Thanks for explaining!

Last edited:

Hurkyl
Staff Emeritus
Gold Member
What is I(Z<0) + I(Z=0) + I(Z>0)?

(By the way, what do you mean by I?)

What is I(Z<0) + I(Z=0) + I(Z>0)?

(By the way, what do you mean by I?)

I is the indicator/dummy variable
I(A)=1 if event A occurs
I(A)=0 otherwise

First, your axioms aren't really well-defined. You have to specify the space of random variables to which it applies, which could be non-negative r.v.s, bounded r.v.s or integrable r.v.s and, if the latter, you should really specify what integrable means. Anyway...

1 is easy,
$$\vert X\vert I(\vert X\vert=0) = 0\ \Rightarrow E\left(\vert X\vert I(\vert X\vert=0)\right)=E(0).$$

2 isn't true. You should have an inequality,
$$\vert X\vert I(0<\vert X\vert\le N) \le N I(0<\vert X\vert\le N)\ \Rightarrow E\left(\vert X\vert I(0<\vert X\vert\le N)\right)\le E\left(N I(0<\vert X\vert\le N)\right).$$

1. But I don't understand why |X| I(|X|=0) = 0.
Here we are only given that "X=0 almost surely", instead of "X=0". Somehow I was told that "X=0 almost surely" is NOT the same thing as saying that "X=0", so in this case we cannot say that "X=0", and now I don't see why it would always be the case that |X| * I(|X|=0) =0. Would you mind explaining a little more on this?

By the way, I actually don't quite understand what is the real difference between "X=0 almost surely" and "X=0". If P(X=0)=1, then we can say with certainty that X must equal 0. It is impossible(i.e. with zero proabiliity) for X to not be 0. So this seems to be exactly the same as saying that X=0??

2. Yes, I think there may be a typo in the source and it should be an inequality.
$$\vert X\vert I(0<\vert X\vert\le N) \le N I(0<\vert X\vert\le N)\ \Rightarrow E\left(\vert X\vert I(0<\vert X\vert\le N)\right)\le E\left(N I(0<\vert X\vert\le N)\right).$$
I agree with this. But now, if we take the limit as N->∞ of both sides of the expected values, would the inequality still hold? What justifies this?

Hurkyl
Staff Emeritus
Gold Member
You're dealing with inequalities and absolute values -- you should be dividing things into cases!

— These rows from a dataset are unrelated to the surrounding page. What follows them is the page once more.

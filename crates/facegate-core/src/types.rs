use serde::{Deserialize, Serialize};
use std::fmt;

/// Five-point facial landmarks: [left_eye, right_eye, nose, left_mouth, right_mouth].
pub type Landmarks = [(f32, f32); 5];

/// Bounding box for a detected face, with optional facial landmarks.
#[derive(Debug, Clone, PartialEq, Serialize, Deserialize)]
pub struct BoundingBox {
    pub x: f32,
    pub y: f32,
    pub width: f32,
    pub height: f32,
    pub confidence: f32,
    pub landmarks: Option<Landmarks>,
}

impl BoundingBox {
    pub fn area(&self) -> f32 {
        self.width.max(0.0) * self.height.max(0.0)
    }
}

/// Which extraction path produced an embedding.
#[derive(Debug, Clone, Copy, PartialEq, Eq, Hash, Serialize, Deserialize)]
#[serde(rename_all = "kebab-case")]
pub enum EmbeddingMethod {
    Geometric,
    Semantic,
    Hybrid,
    GeometricFallback,
    /// Both extractors failed outright; the embedding carries no vector.
    ErrorFallback,
    /// Extractors ran but neither found a face.
    None,
}

impl EmbeddingMethod {
    pub fn as_str(self) -> &'static str {
        match self {
            Self::Geometric => "geometric",
            Self::Semantic => "semantic",
            Self::Hybrid => "hybrid",
            Self::GeometricFallback => "geometric-fallback",
            Self::ErrorFallback => "error-fallback",
            Self::None => "none",
        }
    }
}

impl fmt::Display for EmbeddingMethod {
    fn fmt(&self, f: &mut fmt::Formatter<'_>) -> fmt::Result {
        f.write_str(self.as_str())
    }
}

/// Face embedding vector with provenance and confidence.
///
/// A face-bearing embedding holds [`crate::EMBEDDING_DIM`] values in [-1, 1].
/// The "no face" and "error" variants hold an empty vector and zero
/// confidence, so they can never land near a real enrollment.
#[derive(Debug, Clone, PartialEq, Serialize, Deserialize)]
pub struct Embedding {
    pub values: Vec<f32>,
    pub method: EmbeddingMethod,
    pub confidence: f64,
}

impl Embedding {
    pub fn new(values: Vec<f32>, method: EmbeddingMethod, confidence: f64) -> Self {
        Self {
            values,
            method,
            confidence: confidence.clamp(0.0, 1.0),
        }
    }

    /// Extractors ran and reported no face.
    pub fn no_face() -> Self {
        Self {
            values: Vec::new(),
            method: EmbeddingMethod::None,
            confidence: 0.0,
        }
    }

    /// Extraction failed outright.
    pub fn error_fallback() -> Self {
        Self {
            values: Vec::new(),
            method: EmbeddingMethod::ErrorFallback,
            confidence: 0.0,
        }
    }

    pub fn has_face(&self) -> bool {
        !self.values.is_empty()
            && !matches!(
                self.method,
                EmbeddingMethod::None | EmbeddingMethod::ErrorFallback
            )
    }

    pub fn len(&self) -> usize {
        self.values.len()
    }

    pub fn is_empty(&self) -> bool {
        self.values.is_empty()
    }
}

/// Default per-enrollment confidence floor.
pub const DEFAULT_CONFIDENCE_MINIMUM: f64 = 0.95;

fn default_confidence_minimum() -> f64 {
    DEFAULT_CONFIDENCE_MINIMUM
}

fn default_active() -> bool {
    true
}

/// One enrolled capture session for an identity.
#[derive(Debug, Clone, PartialEq, Serialize, Deserialize)]
pub struct EnrolledFace {
    pub id: String,
    pub owner: String,
    #[serde(default)]
    pub label: String,
    pub embedding: Option<Embedding>,
    #[serde(default = "default_active")]
    pub active: bool,
    #[serde(default = "default_confidence_minimum")]
    pub confidence_minimum: f64,
    #[serde(default)]
    pub created_at: String,
}

/// Result of matching a probe embedding against a gallery.
#[derive(Debug, Clone)]
pub struct MatchResult {
    pub candidate: Option<EnrolledFace>,
    pub confidence: f64,
    /// Euclidean distance to the accepted candidate; `+inf` when none.
    pub distance: f64,
    /// Method tag of the probe embedding.
    pub method: EmbeddingMethod,
    /// Candidates actually scored.
    pub compared: usize,
    /// Candidates skipped (inactive, no embedding, length mismatch).
    pub skipped: usize,
}

impl MatchResult {
    pub fn no_match(method: EmbeddingMethod) -> Self {
        Self {
            candidate: None,
            confidence: 0.0,
            distance: f64::INFINITY,
            method,
            compared: 0,
            skipped: 0,
        }
    }
}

1. But I don't understand why |X| I(|X|=0) = 0.​
Split it into cases. Analyze each case individually.

As for not understanding "almost surely", surely you've been introduced to some sets of measure zero? Can you find a subset of [0,1] whose Lesbegue measure is zero? Now, can you find a function zero on that set?

It also might help to have at your disposal probability measures of much different qualitative behavior to consider. For example, consider the following probability measure on R:

$$P(S) = \begin{cases} 1 & 0 \in S \\ 0 & 0 \notin S \end{cases}$$

As for not understanding "almost surely", surely you've been introduced to some sets of measure zero? Can you find a subset of [0,1] whose Lesbegue measure is zero? Now, can you find a function zero on that set?

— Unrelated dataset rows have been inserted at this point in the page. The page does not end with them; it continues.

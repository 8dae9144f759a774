//! Geometric detector — the consumed face detection/appearance capability.
//!
//! The rest of the engine only sees [`GeometricDetector`] and its
//! [`GeometricResult`]; [`OnnxGeometricDetector`] is the shipped adapter
//! (SCRFD boxes + landmarks, ONNX appearance encoder).

use crate::encoder::FaceEncoder;
use crate::quality::NormalizedImage;
use crate::scrfd::FaceDetector;
use crate::types::{BoundingBox, Landmarks};
use serde::{Deserialize, Serialize};
use thiserror::Error;

/// Prominence confidence never exceeds this.
const MAX_GEOMETRIC_CONFIDENCE: f64 = 0.9;
/// Fraction of the box added on each side before cropping for the encoder.
const CROP_MARGIN: f32 = 0.1;

#[derive(Error, Debug)]
pub enum DetectorError {
    #[error("model file not found: {0}")]
    ModelNotFound(String),
    #[error("inference failed: {0}")]
    InferenceFailed(String),
    #[error("ort: {0}")]
    Ort(#[from] ort::Error),
}

#[derive(Debug, Clone, PartialEq)]
pub struct GeometricResult {
    pub face_detected: bool,
    pub bbox: Option<BoundingBox>,
    pub landmarks: Option<Landmarks>,
    pub embedding: Option<Vec<f32>>,
    pub confidence: f64,
}

impl GeometricResult {
    pub fn no_face() -> Self {
        Self {
            face_detected: false,
            bbox: None,
            landmarks: None,
            embedding: None,
            confidence: 0.0,
        }
    }

    /// A detection of `bbox` in an image of the given size.
    pub fn detected(bbox: BoundingBox, embedding: Vec<f32>, image_width: u32, image_height: u32) -> Self {
        let confidence = prominence(&bbox, image_width, image_height);
        Self {
            face_detected: true,
            landmarks: bbox.landmarks,
            bbox: Some(bbox),
            embedding: Some(embedding),
            confidence,
        }
    }

    /// Proportions used to ground the semantic descriptor's prompt.
    pub fn enrichment(&self, image_width: u32, image_height: u32) -> Option<Enrichment> {
        let bbox = self.bbox.as_ref().filter(|_| self.face_detected)?;
        if bbox.width <= 0.0 || bbox.height <= 0.0 || image_width == 0 || image_height == 0 {
            return None;
        }
        let width = bbox.width as f64;
        let mut enrichment = Enrichment {
            landmark_count: 0,
            face_width_ratio: width / image_width as f64,
            face_height_ratio: bbox.height as f64 / image_height as f64,
            face_aspect: bbox.height as f64 / width,
            eye_distance_ratio: None,
            mouth_width_ratio: None,
        };
        if let Some(lm) = &self.landmarks {
            let span = |a: (f32, f32), b: (f32, f32)| (((a.0 - b.0).powi(2) + (a.1 - b.1).powi(2)) as f64).sqrt();
            enrichment.landmark_count = lm.len();
            enrichment.eye_distance_ratio = Some(span(lm[0], lm[1]) / width);
            enrichment.mouth_width_ratio = Some(span(lm[3], lm[4]) / width);
        }
        Some(enrichment)
    }
}

/// Geometric measurements handed to the vision model alongside the image.
#[derive(Debug, Clone, PartialEq, Serialize, Deserialize)]
pub struct Enrichment {
    pub landmark_count: usize,
    pub face_width_ratio: f64,
    pub face_height_ratio: f64,
    pub face_aspect: f64,
    pub eye_distance_ratio: Option<f64>,
    pub mouth_width_ratio: Option<f64>,
}

/// Larger faces score higher: area share × 4, capped at 0.9.
pub fn prominence(bbox: &BoundingBox, image_width: u32, image_height: u32) -> f64 {
    let image_area = image_width as f64 * image_height as f64;
    if image_area <= 0.0 {
        return 0.0;
    }
    (bbox.area() as f64 / image_area * 4.0).clamp(0.0, MAX_GEOMETRIC_CONFIDENCE)
}

/// Face detection plus appearance embedding on a normalized capture.
pub trait GeometricDetector: Send {
    fn detect(&mut self, image: &NormalizedImage) -> Result<GeometricResult, DetectorError>;
}

pub struct OnnxGeometricDetector {
    detector: FaceDetector,
    encoder: FaceEncoder,
}

impl OnnxGeometricDetector {
    pub fn load(detector_path: &str, encoder_path: &str) -> Result<Self, DetectorError> {
        Ok(Self {
            detector: FaceDetector::load(detector_path)?,
            encoder: FaceEncoder::load(encoder_path)?,
        })
    }
}

impl GeometricDetector for OnnxGeometricDetector {
    fn detect(&mut self, image: &NormalizedImage) -> Result<GeometricResult, DetectorError> {
        let faces = self.detector.detect(&image.luma)?;
        let Some(face) = faces.into_iter().next() else {
            tracing::debug!("geometric: no face");
            return Ok(GeometricResult::no_face());
        };

        let (x, y, w, h) = crop_region(&face, image.width(), image.height()).ok_or_else(|| {
            DetectorError::InferenceFailed(format!("face box outside image: {face:?}"))
        })?;
        let crop = image::imageops::crop_imm(&image.rgb, x, y, w, h).to_image();
        let embedding = self.encoder.encode(&crop)?;

        let result = GeometricResult::detected(face, embedding, image.width(), image.height());
        tracing::debug!(confidence = result.confidence, "geometric: face encoded");
        Ok(result)
    }
}

/// Pixel crop (x, y, w, h) of the face box plus margin, clamped to the image.
fn crop_region(face: &BoundingBox, width: u32, height: u32) -> Option<(u32, u32, u32, u32)> {
    let mx = face.width * CROP_MARGIN;
    let my = face.height * CROP_MARGIN;
    let x0 = (face.x - mx).max(0.0).floor() as u32;
    let y0 = (face.y - my).max(0.0).floor() as u32;
    let x1 = ((face.x + face.width + mx).ceil().max(0.0) as u32).min(width);
    let y1 = ((face.y + face.height + my).ceil().max(0.0) as u32).min(height);
    (x1 > x0 && y1 > y0).then(|| (x0, y0, x1 - x0, y1 - y0))
}

#[cfg(test)]
mod tests {
    use super::*;

    fn face(x: f32, y: f32, w: f32, h: f32) -> BoundingBox {
        BoundingBox {
            x, y, width: w, height: h, confidence: 0.99,
            landmarks: Some([(30.0, 40.0), (70.0, 40.0), (50.0, 60.0), (35.0, 80.0), (65.0, 80.0)]),
        }
    }

    #[test]
    fn test_prominence_scales_with_area() {
        // 100×100 face in a 400×400 image: 1/16 × 4 = 0.25
        assert!((prominence(&face(0.0, 0.0, 100.0, 100.0), 400, 400) - 0.25).abs() < 1e-9);
    }

    #[test]
    fn test_prominence_capped() {
        assert_eq!(prominence(&face(0.0, 0.0, 300.0, 300.0), 400, 400), 0.9);
        assert_eq!(prominence(&face(0.0, 0.0, 10.0, 10.0), 0, 0), 0.0);
    }

    #[test]
    fn test_detected_copies_landmarks() {
        let r = GeometricResult::detected(face(0.0, 0.0, 100.0, 100.0), vec![0.0; 4], 200, 200);
        assert!(r.face_detected);
        assert!(r.landmarks.is_some());
        assert!((r.confidence - 0.9).abs() < 1e-9);
    }

    #[test]
    fn test_enrichment_proportions() {
        let r = GeometricResult::detected(face(10.0, 10.0, 100.0, 120.0), vec![0.0; 4], 400, 400);
        let e = r.enrichment(400, 400).unwrap();
        assert_eq!(e.landmark_count, 5);
        assert!((e.face_width_ratio - 0.25).abs() < 1e-9);
        assert!((e.face_aspect - 1.2).abs() < 1e-6);
        assert!((e.eye_distance_ratio.unwrap() - 0.4).abs() < 1e-6);
        assert!((e.mouth_width_ratio.unwrap() - 0.3).abs() < 1e-6);
    }

    #[test]
    fn test_no_face_has_no_enrichment() {
        assert!(GeometricResult::no_face().enrichment(100, 100).is_none());
    }

    #[test]
    fn test_crop_region_clamps_to_image() {
        let (x, y, w, h) = crop_region(&face(-20.0, 5.0, 100.0, 100.0), 120, 90).unwrap();
        assert_eq!((x, y), (0, 0));
        assert_eq!((x + w, y + h), (90, 90));
        assert!(crop_region(&face(500.0, 500.0, 10.0, 10.0), 120, 90).is_none());
    }

    #[test]
    fn test_onnx_adapter_requires_models() {
        let err = OnnxGeometricDetector::load("/nonexistent/det.onnx", "/nonexistent/enc.onnx")
            .err()
            .unwrap();
        assert!(matches!(err, DetectorError::ModelNotFound(_)));
    }
}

It also might help to have at your disposal probability measures of much different qualitative behavior to consider. For example, consider the following probability measure on R:

$$P(S) = \begin{cases} 1 & 0 \in S \\ 0 & 0 \notin S \end{cases}$$

Unfontunately, I am a second year undergrad stat student and I don't have the background of Lesbegue integral and measure zero. Everything in my multivariable calculus course is in terms of Riemann integral and we haven't discussed the idea of measure zero.

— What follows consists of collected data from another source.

//! Appearance encoder via ONNX Runtime.
//!
//! Maps a 112×112 RGB face crop to a 128-dimensional L2-normalized
//! embedding (SFace / MobileFaceNet style exports).

use crate::geometric::DetectorError;
use crate::EMBEDDING_DIM;
use image::imageops::FilterType;
use image::RgbImage;
use ndarray::Array4;
use ort::session::Session;
use ort::value::TensorRef;
use std::path::Path;

const INPUT_SIZE: u32 = 112;
const PIXEL_MEAN: f32 = 127.5;
const PIXEL_STD: f32 = 127.5;

pub struct FaceEncoder {
    session: Session,
}

impl FaceEncoder {
    pub fn load(model_path: &str) -> Result<Self, DetectorError> {
        if !Path::new(model_path).exists() {
            return Err(DetectorError::ModelNotFound(model_path.to_string()));
        }

        let session = Session::builder()?
            .with_intra_threads(2)?
            .commit_from_file(model_path)?;

        tracing::info!(
            path = model_path,
            outputs = ?session.outputs().iter().map(|o| o.name()).collect::<Vec<_>>(),
            "loaded face encoder"
        );

        Ok(Self { session })
    }

    /// Encode a face crop of any size; it is resized to the model input.
    pub fn encode(&mut self, crop: &RgbImage) -> Result<Vec<f32>, DetectorError> {
        let input = to_tensor(crop);
        let outputs = self.session.run(ort::inputs![TensorRef::from_array_view(input.view())?])?;

        let (_, raw) = outputs[0]
            .try_extract_tensor::<f32>()
            .map_err(|e| DetectorError::InferenceFailed(format!("embedding extraction: {e}")))?;

        if raw.len() != EMBEDDING_DIM {
            return Err(DetectorError::InferenceFailed(format!(
                "expected {EMBEDDING_DIM}-dim embedding, got {}",
                raw.len()
            )));
        }

        Ok(l2_normalize(raw.to_vec()))
    }
}

fn to_tensor(crop: &RgbImage) -> Array4<f32> {
    let resized = image::imageops::resize(crop, INPUT_SIZE, INPUT_SIZE, FilterType::Triangle);
    let size = INPUT_SIZE as usize;
    let mut tensor = Array4::<f32>::zeros((1, 3, size, size));
    for (x, y, px) in resized.enumerate_pixels() {
        for c in 0..3 {
            tensor[[0, c, y as usize, x as usize]] = (px[c] as f32 - PIXEL_MEAN) / PIXEL_STD;
        }
    }
    tensor
}

/// Unit-length vector; every component lands in [-1, 1]. Zero vectors pass through.
pub(crate) fn l2_normalize(values: Vec<f32>) -> Vec<f32> {
    let norm = values.iter().map(|v| v * v).sum::<f32>().sqrt();
    if norm > 0.0 {
        values.into_iter().map(|v| v / norm).collect()
    } else {
        values
    }
}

Is it possible to explain the difference between "X=0 a.s." and "X=0" in a simpler way? I know my understanding won't be perfect, but for now I just want to understand the difference in the simplest sense.

Thank you!

1. Now I see why it's always 0.
Claim: |X| I(|X|=0) is always 0

If X=0, then |X|=0, so |X| I(|X|=0) = 0
If X≠0, then I(|X|=0) =0, so |X| I(|X|=0) = 0
Therefore, |X| I(|X|=0) is always 0.

But now I have a question. In the assumptions, we are given that X=0 almost surely [i.e. P(X=0)=1]. We can say that X=0 with certainty. It is impossible for X to not be 0. Then, why are we even considering the case X≠0? There should only be one possible case, X=0, right?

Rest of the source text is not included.